Domicilié à Keur Massar, le jeune homme s’était fait passer pour un marabout aux pouvoirs mystiques afin de soutirer de l’argent et des biens à sa victime, A. Mbaye, un commerçant de 26 ans établi à Thiès.
Un geste de solidarité à l’origine du piège
L’affaire débute par un acte de générosité. Touché par la situation précaire d’un voisin rencontré à la Place de France, A. Mbaye lui remet la modeste somme de 500 FCFA. Un geste qui, loin d’être anodin, va ouvrir la voie à une spirale d’abus.
Profitant de la relation de confiance, Babacar Sy contacte ensuite le commerçant par téléphone et se présente comme un marabout doté de pouvoirs extraordinaires, capable de transformer sa vie. Il promet richesse, protection mystique et succès, à condition de financer des rituels occultes.

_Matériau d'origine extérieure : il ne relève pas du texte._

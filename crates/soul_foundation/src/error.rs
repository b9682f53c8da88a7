//! Error types for Soul.
//!
//! Every failure a player can provoke is a [`SoulError`] value whose
//! `Display` is the sentence shown back to them.

use thiserror::Error;

use crate::continuation::ParseContinuation;
use crate::grammar;

/// Result alias used across the Soul crates.
pub type Result<T> = std::result::Result<T, SoulError>;

/// The main error type for parsing and rendering emotes.
#[derive(Clone, Debug, Error, PartialEq, Eq)]
pub enum SoulError {
    /// The input contained no verb.
    #[error("No verb?")]
    NoVerb,

    /// A word could not be classified.
    #[error("The {ordinal} word in that sentence doesn't make sense to me.")]
    UnknownToken {
        /// 1-based position of the word in the sentence.
        position: usize,
        /// Spelled ordinal of `position`.
        ordinal: String,
    },

    /// A prefix matched more than one person, adverb or body part.
    #[error("{}\n{}", .kind.question(), grammar::join(.candidates, "or"))]
    AmbiguousToken {
        /// What the word could have been.
        kind: Ambiguity,
        /// Every candidate, in lexical order.
        candidates: Vec<String>,
        /// State needed to resume once the player picks a candidate.
        continuation: ParseContinuation,
    },

    /// A pronoun had nothing suitable to refer back to.
    #[error("Who?")]
    MissingBackReference,

    /// A verb that needs a target was used without one.
    #[error("Need person for verb {verb}.")]
    MissingTarget {
        /// The verb that needed a target.
        verb: String,
    },

    /// `except` or `but` appeared before anyone was named.
    #[error("That '{word}' doesn't look grammatically right there.")]
    MisplacedExcept {
        /// The offending word as typed.
        word: String,
    },

    /// A modifier word was given with nothing to modify.
    #[error("{}", missing_emote_question(.modifier))]
    MissingEmote {
        /// The modifier word as typed.
        modifier: String,
    },

    /// A gender name was not recognised.
    #[error("unknown gender: {0}")]
    UnknownGender(String),

    /// The verb registry rejected a change.
    #[error(transparent)]
    Registry(#[from] RegistryError),

    /// A verb template could not be parsed.
    #[error(transparent)]
    Template(#[from] TemplateError),
}

impl SoulError {
    /// Creates an unknown-token error for a 1-based position.
    #[must_use]
    pub fn unknown_token(position: usize) -> Self {
        Self::UnknownToken {
            position,
            ordinal: grammar::ordinal(position),
        }
    }

    /// Returns the continuation if this is an ambiguity failure.
    #[must_use]
    pub fn continuation(&self) -> Option<&ParseContinuation> {
        match self {
            Self::AmbiguousToken { continuation, .. } => Some(continuation),
            _ => None,
        }
    }
}

fn missing_emote_question(modifier: &str) -> &'static str {
    match modifier {
        "suddenly" => "Suddenly what?",
        "again" => "Do what again?",
        "fail" => "Fail with what?",
        "pretend" => "Pretend to do what?",
        "dont" | "don't" => "Don't do what?",
        "attempt" => "Attempt what?",
        "feeling" => "What feeling?",
        _ => "Hmm, what?",
    }
}

/// What kind of word an ambiguous prefix was resolved against.
#[derive(Copy, Clone, Debug, PartialEq, Eq)]
pub enum Ambiguity {
    /// A present person's name.
    Person,
    /// An adverb from either tier.
    Adverb,
    /// A body part.
    Bodypart,
}

impl Ambiguity {
    /// The question asked when the prefix is ambiguous.
    #[must_use]
    pub const fn question(self) -> &'static str {
        match self {
            Self::Person => "Who do you mean?",
            Self::Adverb => "What adverb was that?",
            Self::Bodypart => "What body part was that?",
        }
    }
}

/// Errors raised when mutating the verb registry.
#[derive(Clone, Debug, Error, PartialEq, Eq)]
pub enum RegistryError {
    /// Extension verbs may not reuse a base verb name.
    #[error("'{0}' is a standard verb and can't be redefined")]
    ProtectedVerb(String),

    /// Verb and adverb names are non-empty lowercase words.
    #[error("'{0}' is not a usable name")]
    InvalidName(String),
}

/// Errors raised when parsing template markup.
#[derive(Clone, Debug, Error, PartialEq, Eq)]
pub enum TemplateError {
    /// A `{NAME}` slot used a name that isn't known.
    #[error("unknown slot {{{slot}}} in template \"{template}\"")]
    UnknownSlot {
        /// The slot name as written.
        slot: String,
        /// The full template markup.
        template: String,
    },

    /// A `{` was never closed.
    #[error("unterminated slot in template \"{template}\"")]
    Unterminated {
        /// The full template markup.
        template: String,
    },
}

Rituels fictifs et transferts d’argent
Convaincu, A. Mbaye accepte un premier rendez-vous dans un lieu présenté comme mystique. Le faux marabout prétend pouvoir transformer sa bague en or en os, preuve supposée de ses pouvoirs. Dès lors, la victime exécute scrupuleusement ses instructions et envoie régulièrement de l’argent via Wave et Orange Money pour financer ces prétendus rituels.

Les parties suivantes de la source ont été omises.